Chief of Staff to the Governor of Minnesota
- In office 2003–2005
- Governor: Tim Pawlenty

7th Mayor of Burnsville, Minnesota
- In office 1986–1993
- Preceded by: Connie Morrison
- Succeeded by: Ken Wolf
- In office 1993–1995
- Preceded by: Ken Wolf
- Succeeded by: Elizabeth Kautz

Personal details
- Born: July 15, 1948 (age 78) Hennepin County, Minnesota, U.S.
- Party: Republican
- Spouse: Mary
- Alma mater: University of Notre Dame
- Occupation: Consulting

= Dan McElroy =

American politician

Daniel Clark McElroy (born July 15, 1948) is an American politician and former public official in the state of Minnesota.

==Public sector career==
McElroy served as Mayor of Burnsville from 1987 to 1995 and on the Burnsville City Council from 1983 to 1987.  In the private sector, he spent 23 years running travel agencies and travel agency software and consulting companies.

He served in the Minnesota House of Representatives from 1995 until 2003. He became Chief of Staff to Governor Tim Pawlenty from 2004 through 2005 and Commissioner of Finance in 2003 and 2004. From 2007 to 2010 he was the Commissioner of the Minnesota Department of Employment and Economic Development.
He became President and CEO of Hospitality Minnesota in 2011, a coalition that includes the Minnesota Restaurant, Lodging, and Resort & Campground Associations.

==Business career==
McElroy served as a trustee of the Minnesota State Colleges and Universities, a system with 7 four year colleges and 25 community and technical colleges.

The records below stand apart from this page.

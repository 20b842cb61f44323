mod builder;
mod state;
#[cfg(test)]
mod tests;

use std::collections::{HashMap, VecDeque};
use std::time::Duration;

use serde::Serialize;
use tokio::sync::{mpsc, oneshot};
use tokio::task::JoinHandle;
use tracing::Instrument;

use crate::backend_client::BackendClient;
use crate::conversation::Stage;
use crate::flow::Flow;
use crate::message::Message;
use crate::selection::SelectionState;
pub use builder::ChatBuilder;
use state::{Command, ControllerStage};

type MessageCallback = Box<dyn Fn(&Message) + Send + Sync>;
type IdleCallback = Box<dyn Fn() + Send + Sync>;

/// A copy of the conversation at some point in time.
#[derive(Clone, Debug, PartialEq, Eq, Serialize)]
pub struct ChatSnapshot {
    /// The transcript.
    pub messages: Vec<Message>,
    /// The collected slots.
    pub selection: SelectionState,
    /// The stage of the conversation.
    pub stage: Stage,
    /// Whether the city list has been cached.
    pub cities_loaded: bool,
}

/// A running conversation, like a chat dialog with a transcript and an
/// input box.
///
/// Commands sent through this handle are processed in order by a
/// background task. Inputs that arrive while the bot is still typing or
/// waiting for a lookup are queued and handled once it becomes idle. The
/// task stops when the last handle is dropped, aborting whatever is still
/// in flight.
#[derive(Clone)]
pub struct Chat {
    cmd_tx: mpsc::UnboundedSender<Command>,
}

impl Chat {
    /// Opens the dialog: starts over from the greeting and publishes it.
    #[inline]
    pub fn open(&self) {
        self.send(Command::Open);
    }

    /// Submits what the visitor typed.
    #[inline]
    pub fn send_message<S: Into<String>>(&self, text: S) {
        self.send(Command::Input(text.into()));
    }

    /// Submits a click on a category of an option list. It behaves as if
    /// the category's name was typed.
    #[inline]
    pub fn select_category<S: Into<String>>(&self, category_id: S) {
        self.send(Command::SelectCategory(category_id.into()));
    }

    /// Closes the dialog: cancels pending work and resets the
    /// conversation to the greeting.
    #[inline]
    pub fn close(&self) {
        self.send(Command::Close);
    }

    /// Returns a copy of the conversation, once every command sent before
    /// has been handled.
    pub async fn snapshot(&self) -> Option<ChatSnapshot> {
        let (tx, rx) = oneshot::channel();
        self.send(Command::Snapshot(tx));
        rx.await.ok()
    }

    fn send(&self, cmd: Command) {
        if self.cmd_tx.send(cmd).is_err() {
            warn!("chat task has been dropped, discard the command");
        }
    }
}

struct ChatState {
    flow: Flow,
    backend: BackendClient,
    typing_delay: Duration,
    current_stage: ControllerStage,
    pending_inputs: VecDeque<String>,
    fetching_cities: bool,
    running_tasks: HashMap<u64, JoinHandle<()>>,
    next_task_id: u64,
    // Bumped on every open and close. Results of tasks spawned in an
    // earlier generation are discarded.
    generation: u64,
    cmd_tx: mpsc::WeakUnboundedSender<Command>,

    on_message: Option<MessageCallback>,
    on_idle: Option<IdleCallback>,
}

impl Chat {
    fn spawn_from_builder(builder: ChatBuilder) -> Self {
        let ChatBuilder {
            backend,
            catalog,
            cities,
            typing_delay,
            on_message,
            on_idle,
        } = builder;

        let (cmd_tx, cmd_rx) = mpsc::unbounded_channel();
        let mut flow = Flow::new(catalog);
        if let Some(cities) = cities {
            flow.cache_cities(cities);
        }

        let state = ChatState {
            flow,
            backend,
            typing_delay,
            current_stage: Default::default(),
            pending_inputs: Default::default(),
            fetching_cities: false,
            running_tasks: Default::default(),
            next_task_id: 1,
            generation: 0,
            cmd_tx: cmd_tx.downgrade(),
            on_message,
            on_idle,
        };
        tokio::spawn(state::run_chat(state, cmd_rx).instrument(trace_span!("chat")));
        Self { cmd_tx }
    }
}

He chaired the committees on Finance and Academic and Student Affairs during his tenure as a Trustee. He was the Chair of the Public Facilities Authority. The authority has approximately $3 billion in assets and initiates about $400 million in loans each year. He chaired of the Jobs Skills Partnership Board.

- Chair of the Agriculture and Economic Development Loan Board, a state program that finances job creating business expansions and acts as a conduit bond issuance entity for non-profit organizations.  The Board has assets of about $30 million and has completed bond transactions of about $1 billion since 2003.
- Chair of the Minnesota Science and Technology Authority charged with developing and implementing an economic development strategy for science and technology oriented industries, including the commercialization of University research.
- Chair of the Urban Initiative Program, a micro lending facility that provides capital to start up, usually minority owned businesses in low income neighborhoods.  The program initiates about 25 loans a year through 13 community partners. Loans range from $5,000 to $100,000.
- Member of the Environmental Quality Board, the Mining and Forestry Sub Cabinets, the Next Generation Energy Board, the Ultra-High-Speed Broadband Task Force and the Continuous Improvement Sub Cabinet.